City officials have 90 days to comment on the grand jury report. City spokeswoman Alma Rife said they won't address findings before then.
Currently, the board is only referred cases already investigated by SDPD Internal Affairs, which doesn't investigate all officer-related complaints made by the public. Not receiving all complaints made to the department hinders the board's oversight role, the grand jury found.
"The CRB does not participate in the categorization of complaints submitted to the SDPD. Consequently, the CRB cannot be certain that it sees all complaints that may be relevant to its advisory responsibilities, and cannot determine whether any have been misclassified," the report says.
The grand jury also found that city staff have failed to implement Measure G, a 2016 voter-approved initiative that requires the board to review all in-custody deaths and officer-related shootings.
The grand jury recommended city staff implement Measure G within three months and allow the board to track all SDPD complaints.
The panel also advocated for the board to receive additional complaint evaluation tools.
Currently, the board only reviews completed SDPD investigations of complaints against the department.

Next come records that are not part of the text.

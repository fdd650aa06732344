// 🔥 Innovation Heatmap - (company, year, quarter) → innovation count
//
// The matrix always covers the full cross-product of companies × years ×
// quarters; cells without a record hold 0 rather than being absent.

use crate::record::{Quarter, QuarterlyRecord};
use crate::stats::innovation_count;
use serde::{Deserialize, Serialize};
use std::collections::{BTreeSet, HashMap};
use tracing::debug;

/// Companies shown when the heatmap is not in admin mode
pub const DEFAULT_VISIBLE_COMPANIES: usize = 15;

/// Row labels longer than this are truncated with "..."
pub const LABEL_MAX_CHARS: usize = 20;

// ============================================================================
// INTENSITY
// ============================================================================

/// Presentation bucket for a cell count
#[derive(Debug, Clone, Copy, PartialEq, Eq, PartialOrd, Ord, Serialize, Deserialize)]
#[serde(rename_all = "snake_case")]
pub enum Intensity {
    None,     // 0
    Low,      // 1-2
    Medium,   // 3-5
    High,     // 6-10
    VeryHigh, // 11+
}

impl Intensity {
    pub fn from_count(count: usize) -> Self {
        match count {
            0 => Intensity::None,
            1..=2 => Intensity::Low,
            3..=5 => Intensity::Medium,
            6..=10 => Intensity::High,
            _ => Intensity::VeryHigh,
        }
    }

    pub fn as_str(&self) -> &'static str {
        match self {
            Intensity::None => "none",
            Intensity::Low => "low",
            Intensity::Medium => "medium",
            Intensity::High => "high",
            Intensity::VeryHigh => "very-high",
        }
    }
}

// ============================================================================
// MATRIX
// ============================================================================

#[derive(Debug, Clone, PartialEq)]
pub struct HeatmapMatrix {
    /// Distinct company names, ascending
    companies: Vec<String>,
    /// Distinct years, newest first
    years: Vec<i32>,
    company_index: HashMap<String, usize>,
    year_index: HashMap<i32, usize>,
    /// Dense [company][year][quarter] counts
    counts: Vec<usize>,
}

impl HeatmapMatrix {
    /// Build the matrix. Records missing company, year or quarter are skipped;
    /// two records landing on the same cell add up.
    pub fn build<'a>(records: impl IntoIterator<Item = &'a QuarterlyRecord>) -> Self {
        let mut placed: Vec<(&str, i32, Quarter, usize)> = Vec::new();
        let mut skipped = 0usize;

        for record in records {
            let company = record.company_name.as_deref().filter(|name| !name.trim().is_empty());
            match (company, record.year, record.quarter) {
                (Some(company), Some(year), Some(quarter)) => {
                    placed.push((company, year, quarter, innovation_count(record)));
                }
                _ => skipped += 1,
            }
        }

        if skipped > 0 {
            debug!(skipped, "records without company/year/quarter left out of heatmap");
        }

        let companies: Vec<String> = placed
            .iter()
            .map(|(company, ..)| company.to_string())
            .collect::<BTreeSet<_>>()
            .into_iter()
            .collect();
        let mut years: Vec<i32> = placed
            .iter()
            .map(|(_, year, ..)| *year)
            .collect::<BTreeSet<_>>()
            .into_iter()
            .collect();
        years.reverse();

        let company_index: HashMap<String, usize> = companies
            .iter()
            .enumerate()
            .map(|(i, c)| (c.clone(), i))
            .collect();
        let year_index: HashMap<i32, usize> =
            years.iter().enumerate().map(|(i, y)| (*y, i)).collect();

        let mut matrix = HeatmapMatrix {
            counts: vec![0; companies.len() * years.len() * Quarter::ALL.len()],
            companies,
            years,
            company_index,
            year_index,
        };

        for (company, year, quarter, count) in placed {
            if let Some(slot) = matrix.slot(company, year, quarter) {
                matrix.counts[slot] += count;
            }
        }

        matrix
    }

    fn slot(&self, company: &str, year: i32, quarter: Quarter) -> Option<usize> {
        let c = *self.company_index.get(company)?;
        let y = *self.year_index.get(&year)?;
        let q = (quarter.weight() - 1) as usize;
        Some((c * self.years.len() + y) * Quarter::ALL.len() + q)
    }

    /// Cell value; `None` only for a company or year outside the axes
    pub fn get(&self, company: &str, year: i32, quarter: Quarter) -> Option<usize> {
        self.slot(company, year, quarter).map(|slot| self.counts[slot])
    }

    pub fn companies(&self) -> &[String] {
        &self.companies
    }

    pub fn years(&self) -> &[i32] {
        &self.years
    }

    pub fn cell_count(&self) -> usize {
        self.counts.len()
    }

    pub fn max_count(&self) -> usize {
        self.counts.iter().copied().max().unwrap_or(0)
    }

    /// Cells with at least one innovation
    pub fn active_cells(&self) -> usize {
        self.counts.iter().filter(|c| **c > 0).count()
    }

    /// All companies in admin mode, otherwise the first `limit`
    pub fn visible_companies(&self, admin: bool, limit: usize) -> &[String] {
        if admin {
            &self.companies
        } else {
            &self.companies[..self.companies.len().min(limit)]
        }
    }

    /// Render-ready rows for the visible companies
    pub fn rows(&self, admin: bool, limit: usize) -> Vec<HeatmapRow> {
        self.visible_companies(admin, limit)
            .iter()
            .map(|company| HeatmapRow {
                company: company.clone(),
                label: truncate_label(company),
                cells: self
                    .years
                    .iter()
                    .flat_map(|year| Quarter::ALL.iter().map(move |q| (*year, *q)))
                    .map(|(year, quarter)| {
                        let count = self.get(company, year, quarter).unwrap_or(0);
                        HeatmapCell {
                            year,
                            quarter,
                            count,
                            intensity: Intensity::from_count(count),
                            tooltip: format!(
                                "{} - {} {}: {} innovations",
                                company,
                                quarter.label(),
                                year,
                                count
                            ),
                        }
                    })
                    .collect(),
            })
            .collect()
    }

    /// Serializable snapshot for API responses
    pub fn view(&self, admin: bool, limit: usize) -> HeatmapView {
        let rows = self.rows(admin, limit);
        HeatmapView {
            years: self.years.clone(),
            quarters: Quarter::ALL.to_vec(),
            total_companies: self.companies.len(),
            companies_shown: rows.len(),
            active_cells: self.active_cells(),
            max_count: self.max_count(),
            rows,
        }
    }
}

#[derive(Debug, Clone, PartialEq, Serialize)]
pub struct HeatmapCell {
    pub year: i32,
    pub quarter: Quarter,
    pub count: usize,
    pub intensity: Intensity,
    pub tooltip: String,
}

#[derive(Debug, Clone, PartialEq, Serialize)]
pub struct HeatmapRow {
    pub company: String,
    pub label: String,
    pub cells: Vec<HeatmapCell>,
}

#[derive(Debug, Clone, PartialEq, Serialize)]
pub struct HeatmapView {
    pub years: Vec<i32>,
    pub quarters: Vec<Quarter>,
    pub total_companies: usize,
    pub companies_shown: usize,
    pub active_cells: usize,
    pub max_count: usize,
    pub rows: Vec<HeatmapRow>,
}

/// "Very Long Company Name Inc" → "Very Long Company Na..."
pub fn truncate_label(company: &str) -> String {
    if company.chars().count() > LABEL_MAX_CHARS {
        let head: String = company.chars().take(LABEL_MAX_CHARS).collect();
        format!("{}...", head)
    } else {
        company.to_string()
    }
}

The grand jury asked city staff to consider providing the board subpoena power to complete its own investigations in order to create greater independence from SDPD conclusions.
Women Occupy San Diego advocated for similar recommendations during a ballot initiative proposal to the San Diego City Council's Rules Committee in April.

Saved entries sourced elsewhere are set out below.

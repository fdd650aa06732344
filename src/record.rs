// 📇 Quarterly Records - canonical in-memory shape of quarterly innovation data
// One record = one company's innovation summary for one fiscal quarter

use crate::categories::CategoryLine;
use serde::{Deserialize, Serialize};
use std::collections::BTreeMap;
use std::fmt;

// ============================================================================
// QUARTER
// ============================================================================

/// Fiscal quarter. Declaration order is the ordering weight (Q1 < Q4).
#[derive(Debug, Clone, Copy, PartialEq, Eq, PartialOrd, Ord, Hash, Serialize, Deserialize)]
#[serde(rename_all = "lowercase")]
pub enum Quarter {
    #[serde(alias = "Q1")]
    Q1,
    #[serde(alias = "Q2")]
    Q2,
    #[serde(alias = "Q3")]
    Q3,
    #[serde(alias = "Q4")]
    Q4,
}

impl Quarter {
    pub const ALL: [Quarter; 4] = [Quarter::Q1, Quarter::Q2, Quarter::Q3, Quarter::Q4];

    /// Ordering weight: q1=1 .. q4=4
    pub fn weight(self) -> u8 {
        match self {
            Quarter::Q1 => 1,
            Quarter::Q2 => 2,
            Quarter::Q3 => 3,
            Quarter::Q4 => 4,
        }
    }

    /// Parse "q3" / "Q3" (surrounding whitespace ignored)
    pub fn parse(value: &str) -> Option<Self> {
        match value.trim().to_ascii_lowercase().as_str() {
            "q1" => Some(Quarter::Q1),
            "q2" => Some(Quarter::Q2),
            "q3" => Some(Quarter::Q3),
            "q4" => Some(Quarter::Q4),
            _ => None,
        }
    }

    /// Wire form used by the API ("q1")
    pub fn as_str(self) -> &'static str {
        match self {
            Quarter::Q1 => "q1",
            Quarter::Q2 => "q2",
            Quarter::Q3 => "q3",
            Quarter::Q4 => "q4",
        }
    }

    /// Display form ("Q1")
    pub fn label(self) -> &'static str {
        match self {
            Quarter::Q1 => "Q1",
            Quarter::Q2 => "Q2",
            Quarter::Q3 => "Q3",
            Quarter::Q4 => "Q4",
        }
    }
}

impl fmt::Display for Quarter {
    fn fmt(&self, f: &mut fmt::Formatter<'_>) -> fmt::Result {
        f.write_str(self.label())
    }
}

// ============================================================================
// CATEGORY
// ============================================================================

/// One of the nine fixed innovation dimensions.
///
/// Declaration order is the display order used by every view and export.
#[derive(Debug, Clone, Copy, PartialEq, Eq, PartialOrd, Ord, Hash, Serialize, Deserialize)]
#[serde(rename_all = "snake_case")]
pub enum Category {
    Products,
    Processes,
    BusinessModel,
    Regions,
    Launches,
    SecurityUpdates,
    ApiUpdates,
    AccountAggregatorUpdates,
    Other,
}

impl Category {
    pub const ALL: [Category; 9] = [
        Category::Products,
        Category::Processes,
        Category::BusinessModel,
        Category::Regions,
        Category::Launches,
        Category::SecurityUpdates,
        Category::ApiUpdates,
        Category::AccountAggregatorUpdates,
        Category::Other,
    ];

    /// Field name in API responses
    pub fn key(&self) -> &'static str {
        match self {
            Category::Products => "products",
            Category::Processes => "processes",
            Category::BusinessModel => "business_model",
            Category::Regions => "regions",
            Category::Launches => "launches",
            Category::SecurityUpdates => "security_updates",
            Category::ApiUpdates => "api_updates",
            Category::AccountAggregatorUpdates => "account_aggregator_updates",
            Category::Other => "other",
        }
    }

    /// Human-readable name for section headers and CSV rows
    pub fn display_name(&self) -> &'static str {
        match self {
            Category::Products => "Products",
            Category::Processes => "Processes",
            Category::BusinessModel => "Business Model",
            Category::Regions => "Regions",
            Category::Launches => "Launches",
            Category::SecurityUpdates => "Security Updates",
            Category::ApiUpdates => "API Updates",
            Category::AccountAggregatorUpdates => "Account Aggregator Updates",
            Category::Other => "Other",
        }
    }

    /// Compact badge name (timeline cards)
    pub fn short_name(&self) -> &'static str {
        match self {
            Category::AccountAggregatorUpdates => "AA Updates",
            other => other.display_name(),
        }
    }

    pub fn from_key(key: &str) -> Option<Self> {
        Category::ALL.iter().copied().find(|c| c.key() == key)
    }
}

impl fmt::Display for Category {
    fn fmt(&self, f: &mut fmt::Formatter<'_>) -> fmt::Result {
        f.write_str(self.display_name())
    }
}

// ============================================================================
// CATEGORY FIELD
// ============================================================================

/// Structured category entry: one innovation plus the link it came from
#[derive(Debug, Clone, PartialEq, Eq, Serialize, Deserialize)]
pub struct CategoryItem {
    pub content: String,
    #[serde(default)]
    pub source: String,
}

impl CategoryItem {
    pub fn new(content: impl Into<String>, source: impl Into<String>) -> Self {
        CategoryItem {
            content: content.into(),
            source: source.into(),
        }
    }
}

/// Canonical representation of a category field.
///
/// `Lines` holds numbered-line text after normalization (prefix stripped),
/// `Items` holds structured `{content, source}` entries. Build these through
/// `categories::normalize_value` / `CategoryField::from_text` so every
/// consumer sees the same lines.
#[derive(Debug, Clone, PartialEq, Eq, Serialize, Deserialize)]
#[serde(tag = "kind", content = "values", rename_all = "snake_case")]
pub enum CategoryField {
    Lines(Vec<String>),
    Items(Vec<CategoryItem>),
}

impl Default for CategoryField {
    fn default() -> Self {
        CategoryField::Lines(Vec::new())
    }
}

impl CategoryField {
    /// Normalize raw numbered-line text ("1. Foo\n2. Bar")
    pub fn from_text(text: &str) -> Self {
        CategoryField::Lines(crate::categories::parse_numbered_lines(text))
    }

    pub fn from_items(items: Vec<CategoryItem>) -> Self {
        CategoryField::Items(
            items
                .into_iter()
                .filter(|item| !item.content.trim().is_empty())
                .collect(),
        )
    }

    /// Ordered display lines; blank entries never appear
    pub fn lines(&self) -> Vec<CategoryLine<'_>> {
        crate::categories::display_lines(self)
    }

    pub fn line_count(&self) -> usize {
        self.lines().len()
    }

    pub fn is_empty(&self) -> bool {
        self.line_count() == 0
    }
}

// ============================================================================
// QUARTERLY RECORD
// ============================================================================

/// One company's innovation summary for one (year, quarter) pair.
///
/// Grouping keys are optional: an API element missing one is still kept,
/// it is only skipped by the views that need that key.
#[derive(Debug, Clone, Default, PartialEq, Serialize)]
pub struct QuarterlyRecord {
    #[serde(skip_serializing_if = "Option::is_none")]
    pub id: Option<u64>,

    #[serde(skip_serializing_if = "Option::is_none")]
    pub company_id: Option<u64>,

    pub company_name: Option<String>,
    pub year: Option<i32>,
    pub quarter: Option<Quarter>,

    /// Free-text analysis summary (rendered in PDF reports)
    #[serde(skip_serializing_if = "Option::is_none")]
    pub information: Option<String>,

    #[serde(skip_serializing_if = "Option::is_none")]
    pub source: Option<String>,

    /// Absent categories are treated as empty
    pub categories: BTreeMap<Category, CategoryField>,
}

impl QuarterlyRecord {
    pub fn new(company_name: impl Into<String>, year: i32, quarter: Quarter) -> Self {
        QuarterlyRecord {
            company_name: Some(company_name.into()),
            year: Some(year),
            quarter: Some(quarter),
            ..Default::default()
        }
    }

    /// Builder pattern: add record id
    pub fn with_id(mut self, id: u64) -> Self {
        self.id = Some(id);
        self
    }

    /// Builder pattern: add company id
    pub fn with_company_id(mut self, company_id: u64) -> Self {
        self.company_id = Some(company_id);
        self
    }

    /// Builder pattern: add analysis summary
    pub fn with_information(mut self, information: impl Into<String>) -> Self {
        self.information = Some(information.into());
        self
    }

    /// Builder pattern: set one category field
    pub fn with_category(mut self, category: Category, field: CategoryField) -> Self {
        self.categories.insert(category, field);
        self
    }

    /// Builder pattern: set one category from numbered-line text
    pub fn with_lines(self, category: Category, text: &str) -> Self {
        self.with_category(category, CategoryField::from_text(text))
    }

    pub fn category(&self, category: Category) -> Option<&CategoryField> {
        self.categories.get(&category)
    }

    /// Categories that have at least one line, in display order
    pub fn non_empty_categories(&self) -> impl Iterator<Item = (Category, &CategoryField)> + '_ {
        Category::ALL.iter().filter_map(move |c| {
            self.categories
                .get(c)
                .filter(|field| !field.is_empty())
                .map(|field| (*c, field))
        })
    }

    /// Company name, or a stand-in built from the company id
    pub fn company_label(&self) -> String {
        match (&self.company_name, self.company_id) {
            (Some(name), _) if !name.trim().is_empty() => name.clone(),
            (_, Some(id)) => format!("Company #{}", id),
            _ => "Unknown company".to_string(),
        }
    }

    /// "2024 Q1", degrading to whichever half is known
    pub fn period_label(&self) -> String {
        match (self.year, self.quarter) {
            (Some(year), Some(quarter)) => format!("{} {}", year, quarter.label()),
            (Some(year), None) => year.to_string(),
            (None, Some(quarter)) => quarter.label().to_string(),
            (None, None) => String::new(),
        }
    }
}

The grand jury report additionally called for the appointment of more board members.
City officials who oversee the board decided, following a 2016 code amendment, that additional legislation is required to establish the authority to appoint to the board, which has 15 members. No appointments have been made since December 2016, according to the grand jury, which found there's no legal basis for halting appointments and that more board members are needed.

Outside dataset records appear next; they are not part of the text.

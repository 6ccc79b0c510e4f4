//! Listing reconciliation.
//!
//! Every occurrence row in the listing frame is checked against the remote
//! store once and recolored when the backend knows it. Rows are marked before
//! any query goes out, so overlapping scans never query the same row twice;
//! a row only becomes eligible again when the portal replaces it.

use std::sync::Arc;
use std::sync::atomic::{AtomicU64, Ordering};
use std::time::Duration;

use futures::future::join_all;
use tokio::sync::broadcast::error::RecvError;
use tokio::task::JoinHandle;
use tokio::time::{Instant, sleep_until};
use tracing::{debug, info, trace};
use triagewatch_core::schema::portal;
use triagewatch_core::{Document, NodeId, RemoteOccurrence, listing_protocol};
use triagewatch_sync::RemoteStore;

use crate::page::LiveDocument;

const TRANSITION: &str = "background-color 0.5s ease, border-left 0.3s ease";

/// Color state painted on a listing row.
#[derive(Debug, Clone, Copy, PartialEq, Eq)]
pub enum Indicator {
    Resolved,
    Pending,
}

impl Indicator {
    pub fn for_remote(remote: &RemoteOccurrence) -> Self {
        if remote.resolved {
            Self::Resolved
        } else {
            Self::Pending
        }
    }

    pub fn background(self) -> &'static str {
        match self {
            Self::Resolved => "#d1fae5",
            Self::Pending => "#dbeafe",
        }
    }

    pub fn border(self) -> &'static str {
        match self {
            Self::Resolved => "5px solid #059669",
            Self::Pending => "5px solid #2563eb",
        }
    }

    pub fn tooltip(self, protocol: u64) -> String {
        match self {
            Self::Resolved => format!("✅ Protocolo {protocol}: Sincronizado e Resolvido"),
            Self::Pending => format!("⚠️ Protocolo {protocol}: Sincronizado (Pendente)"),
        }
    }

    /// The indicator currently painted on `entry`, if any.
    pub fn painted_on(doc: &Document, entry: NodeId) -> Option<Self> {
        let target = doc.query_selector(entry, &portal::ENTRY_INDICATOR)?;
        let background = doc.style_property(target, "background-color")?;
        [Self::Resolved, Self::Pending]
            .into_iter()
            .find(|i| i.background() == background)
    }

    /// Recolor `entry`. Returns `false` if it left the document or has no
    /// indicator element.
    fn paint(self, doc: &mut Document, entry: NodeId, protocol: u64) -> bool {
        if !doc.is_connected(entry) {
            return false;
        }
        let Some(target) = doc.query_selector(entry, &portal::ENTRY_INDICATOR) else {
            return false;
        };
        doc.set_style_property(target, "transition", TRANSITION);
        doc.set_style_property(target, "background-color", self.background());
        doc.set_style_property(target, "border-left", self.border());
        doc.set_attr(target, "title", &self.tooltip(protocol));
        true
    }
}

/// Counts from one pass over the listing.
#[derive(Debug, Clone, Copy, Default, PartialEq, Eq)]
pub struct ScanReport {
    /// Row anchors found.
    pub entries: usize,
    /// Rows already marked by an earlier pass.
    pub skipped: usize,
    /// Rows queried in this pass.
    pub queried: usize,
    pub resolved: usize,
    pub pending: usize,
    /// Queried rows the backend does not know.
    pub absent: usize,
    /// Known rows that left the document or have no indicator element.
    pub unpainted: usize,
}

impl ScanReport {
    fn record(&mut self, resolution: Resolution) {
        match resolution {
            Resolution::Painted(Indicator::Resolved) => self.resolved += 1,
            Resolution::Painted(Indicator::Pending) => self.pending += 1,
            Resolution::Absent => self.absent += 1,
            Resolution::Unpainted => self.unpainted += 1,
        }
    }
}

/// What became of one queried row.
#[derive(Debug, Clone, Copy, PartialEq, Eq)]
enum Resolution {
    Painted(Indicator),
    Absent,
    Unpainted,
}

/// Restartable quiet-period timer.
#[derive(Debug)]
pub struct Debounce {
    quiet: Duration,
    deadline: Option<Instant>,
}

impl Debounce {
    pub fn new(quiet: Duration) -> Self {
        Self {
            quiet,
            deadline: None,
        }
    }

    /// (Re)start the quiet period from now.
    pub fn bump(&mut self) {
        self.deadline = Some(Instant::now() + self.quiet);
    }

    pub fn deadline(&self) -> Option<Instant> {
        self.deadline
    }

    pub fn is_armed(&self) -> bool {
        self.deadline.is_some()
    }

    pub fn clear(&mut self) {
        self.deadline = None;
    }
}

/// Reconciles listing rows against the remote store.
pub struct ListObserver {
    store: Arc<dyn RemoteStore>,
    debounce: Duration,
    scans: AtomicU64,
}

impl ListObserver {
    pub fn new(store: Arc<dyn RemoteStore>, debounce: Duration) -> Self {
        Self {
            store,
            debounce,
            scans: AtomicU64::new(0),
        }
    }

    /// Number of scans started so far.
    pub fn scan_count(&self) -> u64 {
        self.scans.load(Ordering::Relaxed)
    }

    /// Scan `doc` now, then again after every burst of structural changes.
    ///
    /// The task runs until aborted.
    pub fn attach(self: Arc<Self>, doc: LiveDocument) -> JoinHandle<()> {
        tokio::spawn(async move { self.observe(doc).await })
    }

    async fn observe(&self, doc: LiveDocument) {
        let mut mutations = doc.subscribe();
        let report = self.rescan(&doc).await;
        info!(entries = report.entries, queried = report.queried, "observing listing");

        let mut debounce = Debounce::new(self.debounce);
        loop {
            let quiet = sleep_until(debounce.deadline().unwrap_or_else(Instant::now));
            tokio::select! {
                batch = mutations.recv() => match batch {
                    Ok(batch) if batch.added > 0 => debounce.bump(),
                    Ok(_) => {}
                    Err(RecvError::Lagged(missed)) => {
                        debug!(missed, "mutation feed lagged");
                        debounce.bump();
                    }
                    Err(RecvError::Closed) => break,
                },
                _ = quiet, if debounce.is_armed() => {
                    debounce.clear();
                    self.rescan(&doc).await;
                }
            }
        }
    }

    /// One pass: mark every unmarked row with a protocol, then query them all
    /// concurrently and paint each as its answer arrives.
    pub async fn rescan(&self, doc: &LiveDocument) -> ScanReport {
        self.scans.fetch_add(1, Ordering::Relaxed);
        let mut report = ScanReport::default();

        let queued = doc.mutate(|d| {
            let entries = d.query_selector_all(d.root(), &portal::LISTING_ENTRY);
            report.entries = entries.len();
            let mut queued = Vec::new();
            for entry in entries {
                if d.is_processed(entry) {
                    report.skipped += 1;
                    continue;
                }
                let Some(protocol) = entry_protocol(d, entry) else {
                    trace!(?entry, "row without protocol");
                    continue;
                };
                d.mark_processed(entry);
                queued.push((entry, protocol));
            }
            queued
        });
        report.queried = queued.len();

        let resolutions = join_all(
            queued
                .into_iter()
                .map(|(entry, protocol)| self.resolve(doc, entry, protocol)),
        )
        .await;
        for resolution in resolutions {
            report.record(resolution);
        }

        debug!(
            entries = report.entries,
            queried = report.queried,
            resolved = report.resolved,
            pending = report.pending,
            "listing scanned"
        );
        report
    }

    async fn resolve(&self, doc: &LiveDocument, entry: NodeId, protocol: u64) -> Resolution {
        let Some(remote) = self.store.check_existing(protocol).await else {
            return Resolution::Absent;
        };
        let indicator = Indicator::for_remote(&remote);
        if doc.mutate(|d| indicator.paint(d, entry, protocol)) {
            Resolution::Painted(indicator)
        } else {
            Resolution::Unpainted
        }
    }

    /// Re-resolve rows for `protocol` that were already marked, after a
    /// submission changed its remote state, then scan for new rows.
    pub async fn refresh_protocol(&self, doc: &LiveDocument, protocol: u64) -> ScanReport {
        let stale: Vec<NodeId> = doc.read(|d| {
            d.query_selector_all(d.root(), &portal::LISTING_ENTRY)
                .into_iter()
                .filter(|e| d.is_processed(*e) && entry_protocol(d, *e) == Some(protocol))
                .collect()
        });
        let mut report = self.rescan(doc).await;
        if stale.is_empty() {
            return report;
        }

        let remote = self.store.check_existing(protocol).await;
        report.queried += stale.len();
        let Some(remote) = remote else {
            report.absent += stale.len();
            return report;
        };
        let indicator = Indicator::for_remote(&remote);
        let painted = doc.mutate(|d| {
            stale
                .iter()
                .filter(|e| indicator.paint(d, **e, protocol))
                .count()
        });
        for _ in 0..painted {
            report.record(Resolution::Painted(indicator));
        }
        report.unpainted += stale.len() - painted;
        info!(protocol, ?indicator, rows = painted, "listing refreshed");
        report
    }
}

fn entry_protocol(doc: &Document, entry: NodeId) -> Option<u64> {
    doc.query_selector(entry, &portal::ENTRY_INFO)
        .and_then(|info| listing_protocol(&doc.text_content(info)))
}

"This reduced membership has negatively impacted its operation. Limited membership reduces the number of members available to conduct reviews of police investigations of citizens' complaints and makes it more difficult for the CRB to muster the 10 members needed to vote for approval or disapproval of a case review as required by the bylaws," the report said.
In another section of its report, the grand jury recommended the board have formal authority to exclude SDPD personnel from closed-session complaint reviews. Officers often attend sessions to answer questions, and typically leave when asked, but they do so "without fully acknowledging that the CRB has the right to exclude SDPD personnel from its closed sessions."
"The presence of SDPD officers during closed CRB deliberations compromises the CRB's independence and has intimidated some of its members," the report said.
Finally, the report recommended that the board consult with the mayor's office and City Council on findings more regularly in order to comply with city code.
The grand jury found board members typically discuss complaint reviews with SDPD personnel, while only referring to city staff when a compromise over policy recommendations cannot be reached.
"The CRB does not adequately fulfill its responsibility to advise the mayor and the City Council under the current reporting practices," the report said.